James: That’s true, but you could say that you gave us wings to fly, and that you defeated a giant shark single-handedly.
Earthworm: No-handedly.
James: You’re a hero.
Earthworm: I am. I’m Wonderworm!

And when you look at it that way… well it’s amazing how you can see the opportunities. The more you look, the more you see.

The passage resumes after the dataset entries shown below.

//! Product records.

use chrono::{DateTime, Utc};
use rust_decimal::Decimal;
use serde::{Deserialize, Serialize};

use super::ProductId;

/// A product in the catalog.
#[derive(Debug, Clone, PartialEq, Eq, Serialize, Deserialize)]
pub struct Product {
    /// Store-assigned product ID.
    pub id: ProductId,
    /// Display name.
    pub name: String,
    /// Longer description shown on the product card.
    pub description: String,
    /// Stock keeping unit, unique within a store.
    pub sku: String,
    /// Catalog category.
    pub category: String,
    /// Current unit price.
    pub price: Decimal,
    /// Units on hand.
    pub quantity: u32,
    /// At or below this many units the product counts as low stock.
    pub low_stock_threshold: u32,
    /// Product image URL.
    pub image_url: String,
    /// When the product was created.
    pub created_at: DateTime<Utc>,
    /// When the product was last updated.
    pub updated_at: DateTime<Utc>,
}

impl Product {
    /// Classify the product's stock level.
    #[must_use]
    pub const fn stock_level(&self) -> StockLevel {
        StockLevel::classify(self.quantity, self.low_stock_threshold)
    }

    /// Value of the units on hand at the current price.
    #[must_use]
    pub fn inventory_value(&self) -> Decimal {
        self.price * Decimal::from(self.quantity)
    }

    /// Case-insensitive match of `term` against name, description and SKU.
    #[must_use]
    pub fn matches_search(&self, term: &str) -> bool {
        let term = term.to_lowercase();
        [&self.name, &self.description, &self.sku]
            .iter()
            .any(|field| field.to_lowercase().contains(&term))
    }
}

/// Catalog browse filter: free-text search plus an exact category.
#[derive(Debug, Clone, Default, PartialEq, Eq)]
pub struct ProductFilter {
    pub search: Option<String>,
    pub category: Option<String>,
}

impl ProductFilter {
    #[must_use]
    pub fn matches(&self, product: &Product) -> bool {
        let search_ok = self
            .search
            .as_deref()
            .filter(|term| !term.is_empty())
            .is_none_or(|term| product.matches_search(term));
        let category_ok = self
            .category
            .as_deref()
            .is_none_or(|category| product.category == category);
        search_ok && category_ok
    }

    /// Keep the products matching this filter, in order.
    #[must_use]
    pub fn apply(&self, products: Vec<Product>) -> Vec<Product> {
        products.into_iter().filter(|p| self.matches(p)).collect()
    }
}

/// Stock classification used for badges and dashboard alerts.
#[derive(Debug, Clone, Copy, PartialEq, Eq, Hash, Serialize, Deserialize)]
#[serde(rename_all = "snake_case")]
pub enum StockLevel {
    /// No units on hand.
    OutOfStock,
    /// Some units, at or below the threshold.
    LowStock,
    /// Above the threshold.
    InStock,
}

impl StockLevel {
    /// Classify a quantity against a low-stock threshold.
    #[must_use]
    pub const fn classify(quantity: u32, threshold: u32) -> Self {
        if quantity == 0 {
            Self::OutOfStock
        } else if quantity <= threshold {
            Self::LowStock
        } else {
            Self::InStock
        }
    }
}

impl std::fmt::Display for StockLevel {
    fn fmt(&self, f: &mut std::fmt::Formatter<'_>) -> std::fmt::Result {
        match self {
            Self::OutOfStock => write!(f, "Out of Stock"),
            Self::LowStock => write!(f, "Low Stock"),
            Self::InStock => write!(f, "In Stock"),
        }
    }
}

/// Input for creating or replacing a product.
///
/// The store assigns the ID and timestamps.
#[derive(Debug, Clone, PartialEq, Eq, Serialize, Deserialize)]
pub struct ProductDraft {
    pub name: String,
    #[serde(default)]
    pub description: String,
    pub sku: String,
    pub category: String,
    pub price: Decimal,
    pub quantity: u32,
    pub low_stock_threshold: u32,
    #[serde(default)]
    pub image_url: String,
}

impl From<Product> for ProductDraft {
    fn from(product: Product) -> Self {
        Self {
            name: product.name,
            description: product.description,
            sku: product.sku,
            category: product.category,
            price: product.price,
            quantity: product.quantity,
            low_stock_threshold: product.low_stock_threshold,
            image_url: product.image_url,
        }
    }
}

So this week I think already of:

My friend Judi Barratt, who when faced with a phone call from me to sort something out, didn’t give a big sigh as if it was too much trouble. Got onto it, and sorted it out, because it made a difference to some parents in tragic circumstances.
Or the staff on Avon 1, who (at a funeral I took yesterday) had praise heaped on them by the family of a patient for the way they treated him in his last weeks of life.
Or Jackie and Claire in the Bereavement Office, who treat so many who come into this place, with compassion and care.
Or Alison Davies, Matron, so concerned about one gentleman at the end of his days – the sort of person I want around when I am in trouble
Or Anita Cupper, Matron, who stopped me in the corridor and who is clearly passionate about the service which is delivered to patients.
Or Anita Fulton, at ServicePoint, who goes the extra mile for me.
Or Car Park Jon, with a heart of gold.
Or Mo, the Wayfinder volunteer, for whom nothing is too much trouble and will go out of her way to help those finding their way around this place maybe for the first time.

I hesitate to say that these are all Wonderworms, but you know what I mean.

Small things can make all the difference. It’s just about looking at things a different way.

And the more I look, the more I see the amazing things we do.